Convoqué à Anfa par Roosevelt et Churchill
(23 janvier 1943), de Gaulle refuse tout compromis, d'autant que son délégué,
Jean Moulin, est parvenu à unifier
la résistance intérieure et fonde le Conseil national de
la Résistance (CNR).
Giraud devient, après l'échec de la conférence
d'Anfa, Commandant en chef français civil
et militaire (2 février 1943), mais, influencé par Jean
Monnet, mentor désigné par Roosevelt, il se rallie le 14
mars aux « principes démocratiques » et abolit le une
grande partie de la législation de Vichy. Cependant, il revendique
le pouvoir militaire et envisage l'application de la loi
Tréveneuc à la Libération, ce qui laisserait la
France sans autorité politique jusque-là.
Après plusieurs mois de tractations, le général
de Gaulle, habilité par l'ordonnance n°
55 du Comité national français,
gagne Alger le 30 mai, accompagné par Philip et Massigli, où
il rejoint le général Catroux qui l'avait précédé,
afin de conclure avec Giraud, accompagné lui-même de Monnet,
envoyé par Roosevelt, et du général Georges, récupéré
en France par les Anglais, les accords qui permettent de créer un
organe incarnant l'unité française.
Le pas décisif est accompli lorsque l'ordonnance
du 3 juin 1943 institue le Comité français de la Libération
nationale. Il convient de noter qu'elle est publiée dans le premier
numéro du Journal officiel de la République française,
renaissant à Alger le 10 juin 1943, alors que le JO publié
à Vichy est devenu, depuis le 4 janvier 1941, le Journal officiel
de l'État français. Cette parution souligne la renaissance
d'une autorité politique souveraine, même si ce CFLN établit
une dyarchie entre de Gaulle et Giraud qui le président alternativement
et confie à ce dernier le commandement militaire
selon le voeu des États-Unis.
Rapidement (voir la fiche CFLN2),
l'unité du pouvoir et la primauté du politique seront établies.]

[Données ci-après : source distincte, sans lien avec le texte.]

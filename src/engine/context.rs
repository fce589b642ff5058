//! Cross-cutting per-operation state.

use alloc::collections::VecDeque;
use alloc::string::String;
use alloc::vec::Vec;

use super::refs::{DeferredOp, ForwardMap, LookaheadIndex, ReverseMap};
use super::report::{Report, ReportEntry, ReportLevel};

/// The mutable state threaded through every step of one operation: identity
/// maps, the lookahead index, the deferred-operation queue, and the
/// diagnostics report.
///
/// Lives for exactly one top-level serialize or deserialize invocation.
pub(crate) struct OpContext {
    pub forward: ForwardMap,
    pub reverse: ReverseMap,
    pub lookahead: LookaheadIndex,
    pub queue: VecDeque<DeferredOp>,
    /// Set whenever an identity registers, a deferred member attaches, or a
    /// resumed construction moves forward; a retry pass that clears nothing
    /// has reached a fixed point.
    pub progress: bool,
    pub report: Report,
    /// Step-local diagnostics awaiting a path; the driver flushes them with
    /// the live stack's member chain after each step.
    notes: Vec<(ReportLevel, String)>,
}

impl OpContext {
    pub fn new() -> Self {
        Self {
            forward: ForwardMap::default(),
            reverse: ReverseMap::default(),
            lookahead: LookaheadIndex::default(),
            queue: VecDeque::new(),
            progress: false,
            report: Report::default(),
            notes: Vec::new(),
        }
    }

    pub fn note_warn(&mut self, message: String) {
        self.notes.push((ReportLevel::Warning, message));
    }

    pub fn note_error(&mut self, message: String) {
        self.notes.push((ReportLevel::Error, message));
    }

    /// Moves pending notes into the report under `path`.
    pub fn flush_notes(&mut self, path: &str) {
        for (level, message) in self.notes.drain(..) {
            self.report.push(ReportEntry {
                level,
                message,
                path: path.into(),
            });
        }
    }
}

Déclaration du 3 juin 1943
Les généraux de Gaulle et Giraud comme présidents,
Le général Catroux, le général Georges,
MM. Massigli, Monnet et Philip comme membres constituent le Comité
français de la Libération nationale, qui sera ultérieurement
complété par l'adjonction d'autres membres.
Le Comité national ainsi créé est le pouvoir central
français.
En conséquence, le Comité dirige l'effort français
dans la guerre sous toutes ses formes et en tous lieux. Il exerce la souveraineté
française sur tous les territoires placés hors du pouvoir
de l'ennemi. Il assure la gestion et la défense de tous les intérêts
français dans le monde. Il assume l'autorité sur les territoires
et les forces militaires, terrestres, navales et aériennes, relevant,
jusqu'à présent, soit du Comité national français,
soit du Commandement en chef civil et militaire. Toutes les mesures nécessaires
pour réaliser la fusion des administrations dépendant de
ces deux organismes seront prises sans délai par le Comité.
Conformément aux lettres échangées entre les généraux
Giraud et de Gaulle, le Comité remettra ses pouvoirs au gouvernement
provisoire qui sera constitué, conformément aux lois de la
République, dès la libération totale du territoire.
Le Comité de la libération nationale poursuivra, en étroite
collaboration avec tous les alliés, la lutte commune en vue de la
libération intégrale des territoires français et des
territoires alliés et jusqu'à la victoire totale sur toutes
les puissances ennemies.
Le Comité s'engage solennellement à rétablir toutes
les libertés françaises, les lois de la République
et le régime républicain, en détruisant entièrement
le régime d'arbitraire et de pouvoir personnel imposé aujourd'hui
au pays. Le Comité national est au service du peuple de France dont,
dans le présent, l'effort de guerre, la résistance et les
épreuves, dans l'avenir la rénovation nécessaire,
exigent l'union de toutes les forces nationales.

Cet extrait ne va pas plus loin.